» Data records
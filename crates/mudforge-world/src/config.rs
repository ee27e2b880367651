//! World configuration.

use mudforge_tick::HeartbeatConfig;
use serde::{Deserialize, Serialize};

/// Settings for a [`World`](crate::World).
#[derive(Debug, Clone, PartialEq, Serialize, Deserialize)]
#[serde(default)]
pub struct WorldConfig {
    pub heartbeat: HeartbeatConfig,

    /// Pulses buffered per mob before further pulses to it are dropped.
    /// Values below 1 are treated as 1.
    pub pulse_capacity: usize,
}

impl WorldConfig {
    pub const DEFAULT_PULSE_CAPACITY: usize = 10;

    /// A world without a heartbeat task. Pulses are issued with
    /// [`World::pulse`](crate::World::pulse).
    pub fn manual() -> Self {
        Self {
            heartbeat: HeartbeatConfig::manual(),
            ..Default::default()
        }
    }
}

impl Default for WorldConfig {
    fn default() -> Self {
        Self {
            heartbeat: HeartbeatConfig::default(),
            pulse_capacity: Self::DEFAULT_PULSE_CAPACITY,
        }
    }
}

» What to produce
Go line by line through the records and copy those that contain the word "manual".

» Solution for this problem
    pub fn manual() -> Self {
            heartbeat: HeartbeatConfig::manual(),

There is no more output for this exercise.